Transparency in Healthcare
- Kansas Stat. Ann. § 65-6801 through 6809 creates a health care database called the Data Analytic Interface (DAI), organized as an all-payer claims database (APCD) within the department of health services administration, with inputs from Medicaid/SCHIP, the State Employee Health Plan/Worker’s Compensation system, and the Kansas Health Insurance Information System (KHIIS). An all-payer claims database (APCD) is a database for aggregating health care claims data from payers, providers, and other reporting entities in order to compare costs among physicians and health care systems, promote cost containment and facilitate quality improvement.
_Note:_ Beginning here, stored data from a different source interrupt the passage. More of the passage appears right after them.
//! Splits multi-line samples into one sample per transcript line.
//!
//! The image is cut into `line_count` equal full-width bands, where
//! `line_count` counts blank transcript lines too, so each line keeps its
//! vertical position. Blank lines yield no sample. Rows left over by the
//! integer division stay unused; no text-row detection is attempted.

use std::{collections::BTreeMap, fs, path::PathBuf};

use images::{ImagePNG, algorythms::Algorythms};
use serde::Serialize;
use tesseract_lib::engine::with_suffix;
use tracing::{info, warn};

use crate::{
    entry::CorpusEntry,
    error::CorpusError,
    store::{CorpusStore, TRANSCRIPT_SUFFIX},
};

/// Horizontal band of the source image holding one transcript line.
#[derive(Clone, Debug, PartialEq, Eq)]
pub struct Band {
    /// 1-based position of the line in the transcript.
    pub line_no: usize,
    pub y: u32,
    pub height: u32,
    pub text: String,
}

#[derive(Clone, Debug, Default, Serialize)]
pub struct SplitSummary {
    pub scanned: usize,
    pub multiline: usize,
    pub created: Vec<String>,
    pub failed: Vec<String>,
    pub backup_dir: PathBuf,
}

#[derive(Clone, Debug, Default, Serialize)]
pub struct RestoreSummary {
    pub restored: Vec<PathBuf>,
    pub removed: Vec<PathBuf>,
    /// Bases left in the archive because a file of theirs is back in the root.
    pub kept: Vec<String>,
}

pub fn line_base(base: &str, line_no: usize) -> String {
    format!("{base}_line{line_no:03}")
}

/// Computes the bands of the non-blank lines of a transcript.
pub fn plan_bands(base: &str, image_height: u32, lines: &[String]) -> Result<Vec<Band>, CorpusError> {
    let malformed = |reason: String| CorpusError::MalformedEntry { base: base.to_string(), reason };
    if lines.is_empty() {
        return Err(malformed("transcript has no lines".to_string()));
    }
    let line_count = u32::try_from(lines.len()).map_err(|_| malformed(format!("{} lines", lines.len())))?;
    let band_height = image_height / line_count;
    if band_height == 0 {
        return Err(malformed(format!("image is {image_height} px tall for {line_count} lines")));
    }

    Ok(lines
        .iter()
        .zip(0u32..)
        .filter(|(text, _)| !text.is_empty())
        .map(|(text, index)| Band {
            line_no: index as usize + 1,
            y: index * band_height,
            height: band_height,
            text: text.clone(),
        })
        .collect())
}

/// Writes one single-line entry per band and archives the original pair.
///
/// Nothing is written when the backup slot of the original is already taken.
pub fn split_entry(store: &CorpusStore, entry: &CorpusEntry) -> Result<Vec<CorpusEntry>, CorpusError> {
    let backup_dir = store.backup_dir();
    for original in [&entry.image, &entry.transcript] {
        if let Some(name) = original.file_name() {
            let target = backup_dir.join(name);
            if target.exists() {
                return Err(CorpusError::BackupExists(target));
            }
        }
    }

    let image = ImagePNG::open(&entry.image)?;
    let bands = plan_bands(&entry.base, image.height(), &entry.lines)?;
    info!(
        base = %entry.base,
        width = image.width(),
        height = image.height(),
        lines = entry.line_count(),
        "splitting multi-line entry"
    );

    let mut created = Vec::with_capacity(bands.len());
    for band in bands {
        let base = line_base(&entry.base, band.line_no);
        let image_path = with_suffix(&store.base_path(&base), ".png");
        let transcript_path = store.transcript_path(&base);
        image.crop_rows(band.y, band.height)?.write(&image_path)?;
        fs::write(&transcript_path, format!("{}\n", band.text)).map_err(CorpusError::io(&transcript_path))?;
        created.push(CorpusEntry {
            base,
            image: image_path,
            transcript: transcript_path,
            lines: vec![band.text],
        });
    }

    store.archive(&entry.image)?;
    store.archive(&entry.transcript)?;
    Ok(created)
}

/// Splits every entry with more than `threshold` non-empty lines.
///
/// A corpus without multi-line entries is left untouched, which makes a
/// second run a no-op.
pub fn split_corpus(store: &CorpusStore, threshold: usize) -> Result<SplitSummary, CorpusError> {
    let entries = store.entries()?;
    let multiline: Vec<&CorpusEntry> = entries.iter().filter(|entry| entry.is_multiline(threshold)).collect();
    let mut summary = SplitSummary {
        scanned: entries.len(),
        multiline: multiline.len(),
        backup_dir: store.backup_dir(),
        ..SplitSummary::default()
    };
    if multiline.is_empty() {
        info!(entries = entries.len(), "all entries are single-line, nothing to split");
        return Ok(summary);
    }

    for entry in multiline {
        match split_entry(store, entry) {
            Ok(created) => {
                info!(base = %entry.base, pieces = created.len(), "split done");
                summary.created.extend(created.into_iter().map(|e| e.base));
            }
            Err(err) => {
                warn!(base = %entry.base, error = %err, "cannot split entry");
                summary.failed.push(entry.base.clone());
            }
        }
    }

    if !summary.failed.is_empty() {
        return Err(CorpusError::SplitFailed {
            failed: summary.failed.len(),
            total: summary.multiline,
        });
    }
    info!(
        split = summary.multiline,
        created = summary.created.len(),
        backup = %summary.backup_dir.display(),
        "multi-line entries split"
    );
    Ok(summary)
}

// `<base>_lineNNN.<ext>` where NNN is at least three digits.
fn is_derived_from(name: &str, base: &str) -> bool {
    let Some(rest) = name.strip_prefix(base).and_then(|rest| rest.strip_prefix("_line")) else {
        return false;
    };
    let digits = rest.chars().take_while(char::is_ascii_digit).count();
    digits >= 3 && rest[digits..].starts_with('.')
}

/// Rolls a split back: archived originals return to the corpus root and the
/// single-line entries derived from them are removed. A base is restored as a
/// whole or not at all: when any of its files is taken in the root again, all
/// of them stay in the archive and its derived entries are kept.
pub fn restore(store: &CorpusStore) -> Result<RestoreSummary, CorpusError> {
    let mut by_base: BTreeMap<String, Vec<(PathBuf, PathBuf)>> = BTreeMap::new();
    for archived in store.archived()? {
        let Some(name) = archived.file_name().and_then(|name| name.to_str()).map(str::to_string) else {
            continue;
        };
        let base = match name.strip_suffix(TRANSCRIPT_SUFFIX) {
            Some(base) => base,
            None => name.rsplit_once('.').map_or(name.as_str(), |(base, _)| base),
        };
        let target = store.root().join(&name);
        by_base.entry(base.to_string()).or_default().push((archived, target));
    }

    let mut summary = RestoreSummary::default();
    for (base, files) in by_base {
        if let Some((_, taken)) = files.iter().find(|(_, target)| target.exists()) {
            warn!(base = %base, file = %taken.display(), "not restoring over an existing file");
            summary.kept.push(base);
            continue;
        }
        let root_files = tesseract_lib::fs::list_files(store.root()).map_err(CorpusError::io(store.root()))?;
        for derived in root_files {
            let is_derived = derived.file_name().and_then(|n| n.to_str()).is_some_and(|n| is_derived_from(n, &base));
            if is_derived {
                fs::remove_file(&derived).map_err(CorpusError::io(&derived))?;
                summary.removed.push(derived);
            }
        }
        for (archived, target) in files {
            fs::rename(&archived, &target).map_err(CorpusError::io(&archived))?;
            summary.restored.push(target);
        }
    }
    info!(
        restored = summary.restored.len(),
        removed = summary.removed.len(),
        kept = summary.kept.len(),
        "split rolled back"
    );
    Ok(summary)
}

#[cfg(test)]
mod tests {
    use std::path::Path;

    use super::*;
    use crate::{testutil::write_pair, validator::validate};

    fn lines(items: &[&str]) -> Vec<String> {
        items.iter().map(|s| s.to_string()).collect()
    }

    fn file_names(dir: &Path) -> Vec<String> {
        tesseract_lib::fs::list_files(dir)
            .unwrap()
            .iter()
            .map(|p| p.file_name().unwrap().to_string_lossy().into_owned())
            .collect()
    }

    #[test]
    fn blank_lines_take_a_band_but_give_no_sample() {
        let bands = plan_bands("page", 100, &lines(&["first", "", "third"])).unwrap();
        assert_eq!(
            bands,
            vec![
                Band { line_no: 1, y: 0, height: 33, text: "first".into() },
                Band { line_no: 3, y: 66, height: 33, text: "third".into() },
            ]
        );
    }

    #[test]
    fn empty_transcript_and_tiny_image_are_malformed() {
        assert!(matches!(plan_bands("page", 100, &[]), Err(CorpusError::MalformedEntry { .. })));
        let err = plan_bands("page", 2, &lines(&["a", "b", "c"])).unwrap_err();
        assert!(err.to_string().contains("2 px tall for 3 lines"));
    }

    #[test]
    fn split_writes_bands_and_archives_original() {
        let dir = tempfile::tempdir().unwrap();
        let store = CorpusStore::new(dir.path());
        write_pair(dir.path(), "page", 31, "first\nsecond\nthird\n");

        let entry = store.entries().unwrap().remove(0);
        let created = split_entry(&store, &entry).unwrap();

        assert_eq!(created.len(), 3);
        let second = ImagePNG::open(&created[1].image).unwrap();
        assert_eq!(second.height(), 10);
        // Row r of the source holds the value r.
        assert_eq!(second.bytes[0], 10);
        assert_eq!(fs::read_to_string(&created[2].transcript).unwrap(), "third\n");
        assert_eq!(created[0].base, "page_line001");

        assert!(!entry.image.exists());
        assert_eq!(file_names(&store.backup_dir()), vec!["page.gt.txt", "page.png"]);
        validate(&store).unwrap();
    }

    #[test]
    fn second_split_run_changes_nothing() {
        let dir = tempfile::tempdir().unwrap();
        let store = CorpusStore::new(dir.path());
        write_pair(dir.path(), "page", 20, "one\ntwo\n");
        write_pair(dir.path(), "single", 10, "only\n");

        let first = split_corpus(&store, 1).unwrap();
        assert_eq!(first.multiline, 1);
        let after_first = file_names(dir.path());

        let second = split_corpus(&store, 1).unwrap();
        assert_eq!(second.multiline, 0);
        assert!(second.created.is_empty());
        assert_eq!(file_names(dir.path()), after_first);
    }

    #[test]
    fn occupied_backup_slot_leaves_corpus_untouched() {
        let dir = tempfile::tempdir().unwrap();
        let store = CorpusStore::new(dir.path());
        write_pair(dir.path(), "page", 20, "one\ntwo\n");
        fs::create_dir(store.backup_dir()).unwrap();
        fs::write(store.backup_dir().join("page.png"), b"older").unwrap();

        let err = split_corpus(&store, 1).unwrap_err();
        assert!(matches!(err, CorpusError::SplitFailed { failed: 1, total: 1 }));
        assert!(!dir.path().join("page_line001.png").exists());
        assert!(dir.path().join("page.png").exists());
    }

    #[test]
    fn threshold_keeps_short_transcripts() {
        let dir = tempfile::tempdir().unwrap();
        let store = CorpusStore::new(dir.path());
        write_pair(dir.path(), "pair", 20, "one\ntwo\n");
        let summary = split_corpus(&store, 2).unwrap();
        assert_eq!(summary.multiline, 0);
        assert!(dir.path().join("pair.png").exists());
    }

    #[test]
    fn restore_undoes_a_split() {
        let dir = tempfile::tempdir().unwrap();
        let store = CorpusStore::new(dir.path());
        write_pair(dir.path(), "page", 20, "one\ntwo\n");
        write_pair(dir.path(), "page_lineup", 10, "kept\n");
        split_corpus(&store, 1).unwrap();
        fs::write(dir.path().join("page_line001.box"), b"").unwrap();

        let summary = restore(&store).unwrap();
        assert_eq!(summary.restored.len(), 2);
        assert_eq!(summary.removed.len(), 5);
        assert_eq!(
            file_names(dir.path()),
            vec!["page.gt.txt", "page.png", "page_lineup.gt.txt", "page_lineup.png"]
        );
        assert!(store.archived().unwrap().is_empty());
    }

    #[test]
    fn restore_keeps_a_pair_whose_image_came_back() {
        let dir = tempfile::tempdir().unwrap();
        let store = CorpusStore::new(dir.path());
        write_pair(dir.path(), "page", 20, "one\ntwo\n");
        write_pair(dir.path(), "other", 20, "three\nfour\n");
        split_corpus(&store, 1).unwrap();
        fs::write(dir.path().join("page.png"), b"newer").unwrap();

        let summary = restore(&store).unwrap();
        assert_eq!(summary.kept, vec!["page".to_string()]);
        assert_eq!(summary.restored.len(), 2);
        assert_eq!(fs::read(dir.path().join("page.png")).unwrap(), b"newer");
        assert!(!dir.path().join("page.gt.txt").exists());
        assert!(dir.path().join("page_line001.png").exists());
        assert!(dir.path().join("page_line002.gt.txt").exists());
        assert!(!dir.path().join("other_line001.png").exists());
        assert_eq!(file_names(&store.backup_dir()), vec!["page.gt.txt", "page.png"]);
    }

    #[test]
    fn derived_names_need_three_digits() {
        assert!(is_derived_from("page_line001.png", "page"));
        assert!(is_derived_from("page_line1234.gt.txt", "page"));
        assert!(!is_derived_from("page_line01.png", "page"));
        assert!(!is_derived_from("page_lineup.png", "page"));
        assert!(!is_derived_from("other_line001.png", "page"));
    }
}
The Kansas Health Data Consortium publishes healthcare market reports derived from the DAI.
- Kansas Stat. Ann. § 40-5108 directs insurers that use insurance scores to underwrite and rate risks to file such score with the department of insurance; provided, however, that such filings relating to insurance scoring models or processes shall be considered to be trade secret and confidential open records acts, shielding them from consumer access.
- SB 351 (Kansas Stat. Ann. pending) creates the Kansas Pharmacy Patients Fair Practices Act (Act) which specifies co-payments applied by a health carrier for a prescription drug may not exceed the total submitted charges by the network pharmacy. Additionally, a pharmacy or pharmacist has the right to provide a covered person with information regarding the amount of the covered person’s cost share for a prescription drug. The bill specifies neither a pharmacy or pharmacist can be proscribed by a pharmacy benefits manager (PBM) from discussing any such information or selling a more affordable alternative to the covered person, if such alternative is available.
- Kansas Stat. Ann. § 65-4955 through 4961 permits the state attorney general to authorize cooperative agreements between health care providers by issuing a certificate of public advantage (COPA) if the “likely benefits resulting from the agreements outweigh the disadvantages attributable to a reduction in competition that may result from such agreements.” A COPA is typically issued to cooperating or merging entities to confer state action immunity from prosecution under federal antitrust laws.
- Kansas Stat. Ann. § 40-2215 provides that a policy or certificate of health insurance may not be issued or delivered to consumers without prior approval of the Director of Insurance. Premium rates applicable to the health insurance policy or certificate may not be used unless they have been approved by the Director, who may disapprove a filing if the benefits provided in the policies or certificates are unreasonable in relation to the premiums charged.
- Kansas Stat. Ann § 65-1626 deletes, adds, and modifies definitions to be consistent with federal standards; modifies the requirements for processing prescription orders to prohibit pharmacists from exercising brand exchange for a biological product; inserts provisions to bring the Act into compliance with the federal Drug Supply Chain Security Act. The bill also amends the Act to allow a pharmacist to exercise brand exchange (substitution) of biological products without prior approval from the prescriber, unless certain conditions exist. The bill requires pharmacists to notify the patient and prescriber of the substitution of a biological product after the exchange has occurred and establishes recording requirements for biological product substitutions.
- Senate Substitute for HOUSE BILL No. 2028 establishes the Kansas Telemedicine Act.
FY 2018 BUDGET
Kansas’ fiscal year begins on July 1 and ends on June 30 of the following year. Kansas enacted its FY 2018 Budget during the regular legislative session. To view Kansas’s FY 2018 Budget, click here.
- As a condition of the sale of the Sisters of Charity of Leavenworth Health System, Inc., which owned and operated two hospitals in Wyandotte and Leavenworth counties, California-based Prime Healthcare Services, Inc. have agreed with the Attorney General in 2013 to provide charitable care in the Kansas City and Leavenworth communities “at a level at least equal to that provided by the hospitals’ prior owner” for the next 5 years.